● **Listed records**
//! Image-space scaling for normalized landmark coordinates.

use athletrack_model::calibration::CalibrationModel;
use athletrack_model::geometry::Point2D;

/// Maps normalized pose-engine coordinates to pixels and pixels to meters.
#[derive(Debug, Clone, Copy, PartialEq)]
pub struct FrameScale {
    pub image_width: f64,
    pub image_height: f64,
    /// Unsigned pixels per meter along the calibration axis.
    pub pixels_per_meter: f64,
}

impl FrameScale {
    pub fn new(image_width: f64, image_height: f64, pixels_per_meter: f64) -> Self {
        Self {
            image_width,
            image_height,
            pixels_per_meter,
        }
    }

    pub fn from_calibration(image_width: f64, image_height: f64, model: &CalibrationModel) -> Self {
        Self::new(image_width, image_height, model.pixels_per_meter())
    }

    pub fn pixels_per_cm(&self) -> f64 {
        self.pixels_per_meter / 100.0
    }

    /// Normalized [0, 1] coordinates to image pixels.
    pub fn to_pixels(&self, normalized: Point2D) -> Point2D {
        Point2D::new(normalized.x * self.image_width, normalized.y * self.image_height)
    }

    /// Pixel length to meters; 0 without a usable scale.
    pub fn pixels_to_meters(&self, pixels: f64) -> f64 {
        if self.pixels_per_meter > 0.0 && self.pixels_per_meter.is_finite() {
            pixels / self.pixels_per_meter
        } else {
            0.0
        }
    }

    pub fn diagonal(&self) -> f64 {
        self.image_width.hypot(self.image_height)
    }
}
pub mod calibrate;
pub mod config;
pub mod overlay;
pub mod results;
pub mod run;

use athletrack_common::config::AppConfig;
use athletrack_model::storage::{JsonFileStorage, ResultStore};

/// Result store rooted at the configured data directory.
pub fn open_store(config: &AppConfig) -> ResultStore<JsonFileStorage> {
    ResultStore::new(JsonFileStorage::new(&config.data_dir))
}
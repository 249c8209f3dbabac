//! Logging and tracing initialization.

use std::fs::OpenOptions;
use std::sync::Mutex;

use tracing_subscriber::fmt::writer::BoxMakeWriter;
use tracing_subscriber::{fmt, EnvFilter};

use crate::config::LoggingConfig;
use crate::error::AthleteResult;

/// Initialize the tracing subscriber with the given configuration.
///
/// `RUST_LOG` overrides `config.level` when set. Logs go to stderr unless a
/// file is configured, in which case they are appended to it without ANSI
/// colors. Calling this twice keeps the first subscriber.
pub fn init_logging(config: &LoggingConfig) -> AthleteResult<()> {
    let env_filter =
        EnvFilter::try_from_default_env().unwrap_or_else(|_| EnvFilter::new(&config.level));

    let (writer, ansi) = match &config.file {
        Some(path) => {
            if let Some(parent) = path.parent() {
                std::fs::create_dir_all(parent)?;
            }
            let file = OpenOptions::new().create(true).append(true).open(path)?;
            (BoxMakeWriter::new(Mutex::new(file)), false)
        }
        None => (BoxMakeWriter::new(std::io::stderr), true),
    };

    let builder = fmt::Subscriber::builder()
        .with_env_filter(env_filter)
        .with_writer(writer)
        .with_ansi(ansi);

    if config.json {
        tracing::subscriber::set_global_default(builder.json().finish()).ok();
    } else {
        let subscriber = builder
            .with_target(true)
            .with_thread_ids(false)
            .with_file(false)
            .with_line_number(false)
            .finish();
        tracing::subscriber::set_global_default(subscriber).ok();
    }

    Ok(())
}

#[cfg(test)]
mod tests {
    use super::*;

    #[test]
    fn test_file_logging_creates_parent_dirs() {
        let dir = std::env::temp_dir().join("athletrack_test_logging");
        let _ = std::fs::remove_dir_all(&dir);

        let config = LoggingConfig {
            level: "debug".to_string(),
            json: true,
            file: Some(dir.join("nested").join("athletrack.log")),
        };
        init_logging(&config).unwrap();
        assert!(dir.join("nested").join("athletrack.log").exists());

        std::fs::remove_dir_all(&dir).ok();
    }
}
//! Frame-synchronous driver between a pose engine and a test run.

use std::sync::atomic::{AtomicBool, Ordering};
use std::sync::Arc;

use athletrack_common::clock::RateController;
use athletrack_common::error::{AthleteError, AthleteResult};
use athletrack_model::frame::{PoseEngine, VideoFrame};
use athletrack_processing_core::{FrameOutcome, FrameScale, TestRun};

/// Counters from one driver pass.
#[derive(Debug, Clone, Default, PartialEq, Eq)]
pub struct DriverSummary {
    pub frames_seen: u64,
    pub frames_analyzed: u64,
    pub frames_skipped: u64,
    pub completed: bool,
    pub stopped: bool,
}

/// Feeds frames to the engine one at a time and hands each snapshot to
/// the run. A frame is only submitted once the previous detection returned.
pub struct FrameDriver<E: PoseEngine> {
    engine: E,
    run: TestRun,
    scale: FrameScale,
    rate: RateController,
    stop_flag: Arc<AtomicBool>,
}

impl<E: PoseEngine> FrameDriver<E> {
    /// `max_fps` of 0 analyzes every frame.
    pub fn new(
        engine: E,
        run: TestRun,
        image_width: u32,
        image_height: u32,
        max_fps: u32,
    ) -> AthleteResult<Self> {
        let scale = run
            .frame_scale(image_width as f64, image_height as f64)
            .ok_or_else(|| AthleteError::precondition("run is not calibrated"))?;
        Ok(Self {
            engine,
            run,
            scale,
            rate: RateController::new(max_fps),
            stop_flag: Arc::new(AtomicBool::new(false)),
        })
    }

    /// Drive frames until the run completes, the source ends or the stop
    /// flag is set. A landing still settling when the source ends is
    /// finalized immediately.
    pub async fn run(
        &mut self,
        frames: impl IntoIterator<Item = VideoFrame>,
    ) -> AthleteResult<DriverSummary> {
        tracing::info!(kind = %self.run.kind(), "Frame driver started");
        let mut summary = DriverSummary::default();

        for frame in frames {
            if self.stop_flag.load(Ordering::Relaxed) {
                summary.stopped = true;
                break;
            }
            summary.frames_seen += 1;
            if !self.rate.should_tick(frame.timestamp_ms) {
                continue;
            }

            let snapshot = match self.engine.detect(&frame).await {
                Ok(snapshot) => snapshot,
                Err(e) => {
                    tracing::warn!(error = %e, frame = frame.index, "Pose detection failed");
                    summary.frames_skipped += 1;
                    continue;
                }
            };
            summary.frames_analyzed += 1;

            match self
                .run
                .process_frame(&snapshot, frame.timestamp_ms, &self.scale)
            {
                FrameOutcome::Tracked => {}
                FrameOutcome::Skipped => summary.frames_skipped += 1,
                FrameOutcome::Completed => {
                    summary.completed = true;
                    break;
                }
                FrameOutcome::Ignored => break,
            }
        }

        if !summary.completed && !summary.stopped && self.run.advance_time(f64::INFINITY) {
            summary.completed = true;
        }

        tracing::info!(
            frames_seen = summary.frames_seen,
            frames_analyzed = summary.frames_analyzed,
            frames_skipped = summary.frames_skipped,
            completed = summary.completed,
            "Frame driver stopped"
        );
        Ok(summary)
    }

    /// Set the stop flag.
    pub fn stop(&self) {
        self.stop_flag.store(true, Ordering::SeqCst);
    }

    /// Get the stop flag for external coordination.
    pub fn stop_flag(&self) -> Arc<AtomicBool> {
        self.stop_flag.clone()
    }

    pub fn test_run(&self) -> &TestRun {
        &self.run
    }

    pub fn into_run(self) -> TestRun {
        self.run
    }
}

#[cfg(test)]
mod tests {
    use super::*;
    use athletrack_common::config::{AppConfig, AthleteProfile};
    use athletrack_model::geometry::Point2D;
    use athletrack_model::kind::TestKind;
    use athletrack_model::landmark::{BodyLandmark, Landmark, LandmarkSnapshot};
    use athletrack_processing_core::TestState;

    /// Runner at 9 m/s on a 1100 px wide frame, 30 px per meter.
    struct SyntheticRunner {
        calls: u64,
    }

    #[async_trait::async_trait]
    impl PoseEngine for SyntheticRunner {
        async fn detect(&mut self, frame: &VideoFrame) -> AthleteResult<LandmarkSnapshot> {
            self.calls += 1;
            let x = 70.0 + 0.27 * frame.timestamp_ms;
            let hip = Landmark::new(x / 1100.0, 0.5, 0.9);
            Ok(LandmarkSnapshot::from_points(&[
                (BodyLandmark::LeftHip, hip),
                (BodyLandmark::RightHip, hip),
            ]))
        }
    }

    fn sprint_run() -> TestRun {
        let mut run = TestRun::new(TestKind::Sprint, &AppConfig::default());
        run.start_calibration();
        for x in [100.0, 550.0, 1000.0] {
            run.add_calibration_click(Point2D::new(x, 500.0)).unwrap();
        }
        run.start_test(&AthleteProfile::default()).unwrap();
        run
    }

    fn frames(count: u64, step_ms: f64) -> Vec<VideoFrame> {
        (0..count)
            .map(|index| VideoFrame {
                index,
                timestamp_ms: index as f64 * step_ms,
                width: 1100,
                height: 1000,
            })
            .collect()
    }

    #[tokio::test]
    async fn test_driver_runs_to_completion() {
        let engine = SyntheticRunner { calls: 0 };
        let mut driver = FrameDriver::new(engine, sprint_run(), 1100, 1000, 0).unwrap();
        let summary = driver.run(frames(200, 40.0)).await.unwrap();

        assert!(summary.completed);
        assert!(summary.frames_analyzed < 200);
        assert_eq!(driver.test_run().state(), TestState::Finalized);
    }

    #[tokio::test]
    async fn test_rate_limit_decimates_frames() {
        let engine = SyntheticRunner { calls: 0 };
        let mut driver = FrameDriver::new(engine, sprint_run(), 1100, 1000, 10).unwrap();
        let summary = driver.run(frames(10, 40.0)).await.unwrap();

        assert_eq!(summary.frames_seen, 10);
        // 0, 120, 240, 360 ms
        assert_eq!(summary.frames_analyzed, 4);
        assert_eq!(driver.engine.calls, 4);
    }

    #[tokio::test]
    async fn test_stop_flag_ends_loop() {
        let engine = SyntheticRunner { calls: 0 };
        let mut driver = FrameDriver::new(engine, sprint_run(), 1100, 1000, 0).unwrap();
        driver.stop();
        let summary = driver.run(frames(50, 40.0)).await.unwrap();

        assert!(summary.stopped);
        assert_eq!(summary.frames_analyzed, 0);
        assert_eq!(driver.test_run().state(), TestState::Running);
    }

    #[test]
    fn test_uncalibrated_run_rejected() {
        let run = TestRun::new(TestKind::Sprint, &AppConfig::default());
        let engine = SyntheticRunner { calls: 0 };
        assert!(FrameDriver::new(engine, run, 1100, 1000, 0).is_err());
    }
}
//! Athletrack Model
//!
//! Defines the data contracts shared by the processing core and its
//! collaborators:
//! - **Geometry:** pixel-space points and line segments
//! - **Landmarks:** per-frame body landmark snapshots and JSONL recordings
//! - **Calibration:** pixel-to-meter projections and their stored form
//! - **Results:** finalized test metrics with their audit trail
//! - **Storage:** the key-value port results and calibrations persist through
//!
//! Landmark coordinates are normalized to `[0.0, 1.0]` relative to the
//! image; everything downstream of calibration works in pixels.

pub mod calibration;
pub mod frame;
pub mod geometry;
pub mod kind;
pub mod landmark;
pub mod result;
pub mod storage;

pub use calibration::*;
pub use frame::*;
pub use geometry::*;
pub use kind::*;
pub use landmark::*;
pub use result::*;
pub use storage::*;
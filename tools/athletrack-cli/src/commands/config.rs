//! Show the effective configuration.

use std::path::Path;

use athletrack_common::config::AppConfig;

pub fn run(config: &AppConfig, config_path: &Path, save: bool) -> anyhow::Result<()> {
    println!("# Config file: {}", config_path.display());
    println!("{}", serde_json::to_string_pretty(config)?);

    if save {
        config.save_to(config_path)?;
        println!("# Saved to {}", config_path.display());
    }

    Ok(())
}
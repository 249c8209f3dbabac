//! Analyze a landmark recording with a stored calibration.

use std::path::{Path, PathBuf};
use std::sync::atomic::Ordering;

use athletrack_common::config::AppConfig;
use athletrack_common::error::{AthleteError, AthleteResult};
use athletrack_model::frame::{parse_frames, parse_header};
use athletrack_model::kind::TestKind;
use athletrack_processing_core::{TestEvent, TestRun};

use crate::driver::FrameDriver;
use crate::engine::{video_frames, RecordedBallTrack, RecordedPoseEngine};

pub async fn run(
    config: &AppConfig,
    kind: TestKind,
    recording: PathBuf,
    height_cm: Option<f64>,
    max_fps: u32,
    save: bool,
) -> anyhow::Result<()> {
    println!("Analyzing {kind} recording: {}", recording.display());

    let content = read_recording(&recording)?;
    let header = parse_header(&content)
        .ok_or_else(|| anyhow::anyhow!("Recording has no '#' header line"))?;
    let frames =
        parse_frames(&content).map_err(|e| anyhow::anyhow!("Failed to parse recording: {e}"))?;

    println!(
        "  Loaded {} frames ({}x{} @ {}fps)",
        frames.len(),
        header.image_width,
        header.image_height,
        header.fps
    );

    let mut store = super::open_store(config);
    let stored = store.load_calibration(kind)?.ok_or_else(|| {
        anyhow::anyhow!("No {kind} calibration stored. Run `athletrack calibrate --kind {kind}` first.")
    })?;

    let (tx, mut rx) = tokio::sync::mpsc::unbounded_channel();
    let printer = tokio::spawn(async move {
        while let Some(event) = rx.recv().await {
            match event {
                TestEvent::Progress(message) => println!("  {message}"),
                TestEvent::CalibrationComplete(model) => {
                    println!("  Calibration: {:.2} px/m", model.pixels_per_meter())
                }
                TestEvent::Complete(_) => {}
            }
        }
    });

    let mut test = TestRun::new(kind, config);
    test.set_observer(tx);
    test.restore_calibration(&stored)?;

    if kind == TestKind::Kick {
        let track = RecordedBallTrack::new(&frames);
        if track.is_empty() {
            anyhow::bail!("Recording has no ball observations");
        }
        println!("  Ball track: {} observations", track.len());
        test.set_ball_detector(track);
    }

    let mut profile = config.athlete.clone();
    if height_cm.is_some() {
        profile.height_cm = height_cm;
    }
    test.start_test(&profile)?;

    let engine = RecordedPoseEngine::new(&frames);
    let mut driver = FrameDriver::new(
        engine,
        test,
        header.image_width,
        header.image_height,
        max_fps,
    )?;

    let stop = driver.stop_flag();
    tokio::spawn(async move {
        if tokio::signal::ctrl_c().await.is_ok() {
            stop.store(true, Ordering::SeqCst);
        }
    });

    let summary = driver.run(video_frames(&header, &frames)).await?;
    let test = driver.into_run();
    let result = test.result().cloned();
    // Closes the event channel so the printer drains and exits
    drop(test);
    printer.await?;

    println!(
        "  Frames: {} seen, {} analyzed, {} skipped",
        summary.frames_seen, summary.frames_analyzed, summary.frames_skipped
    );

    let Some(result) = result else {
        if summary.stopped {
            println!("\nStopped before the test completed.");
        } else {
            println!("\nRecording ended before the test completed.");
        }
        return Ok(());
    };

    println!();
    println!("Result: {}", result.headline());
    for warning in &result.warnings {
        println!("  [WARN] {warning}");
    }

    if save {
        let id = store.save_result(kind, result)?;
        println!("  Saved as {id}");
    }

    Ok(())
}

/// Read a recording, keeping the underlying I/O error unless the file is
/// simply missing.
fn read_recording(path: &Path) -> AthleteResult<String> {
    std::fs::read_to_string(path).map_err(|e| match e.kind() {
        std::io::ErrorKind::NotFound => AthleteError::FileNotFound {
            path: path.to_path_buf(),
        },
        _ => AthleteError::Io(e),
    })
}

#[cfg(test)]
mod tests {
    use super::*;

    #[test]
    fn test_missing_recording_reports_path() {
        let path = std::env::temp_dir().join("athletrack_missing_recording.jsonl");
        let _ = std::fs::remove_file(&path);

        let err = read_recording(&path).unwrap_err();
        assert!(matches!(err, AthleteError::FileNotFound { .. }));
        assert!(err.to_string().contains("athletrack_missing_recording.jsonl"));
    }

    #[test]
    fn test_unreadable_recording_keeps_io_error() {
        // A directory exists but cannot be read as a file
        let dir = std::env::temp_dir().join("athletrack_recording_dir");
        std::fs::create_dir_all(&dir).unwrap();

        let err = read_recording(&dir).unwrap_err();
        assert!(matches!(err, AthleteError::Io(_)));

        std::fs::remove_dir_all(&dir).ok();
    }

    #[test]
    fn test_non_utf8_recording_keeps_io_error() {
        let path = std::env::temp_dir().join("athletrack_binary_recording.jsonl");
        std::fs::write(&path, [0xff, 0xfe, 0x00, 0x9f]).unwrap();

        let err = read_recording(&path).unwrap_err();
        assert!(matches!(err, AthleteError::Io(_)));
        assert!(!err.to_string().is_empty());

        std::fs::remove_file(&path).ok();
    }
}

● **What is required**
Restate the records above verbatim up to and including the line containing "#[derive(Debug, Clone, Copy, PartialEq)]".

● **Written solution**
//! Image-space scaling for normalized landmark coordinates.

use athletrack_model::calibration::CalibrationModel;
use athletrack_model::geometry::Point2D;

/// Maps normalized pose-engine coordinates to pixels and pixels to meters.
#[derive(Debug, Clone, Copy, PartialEq)]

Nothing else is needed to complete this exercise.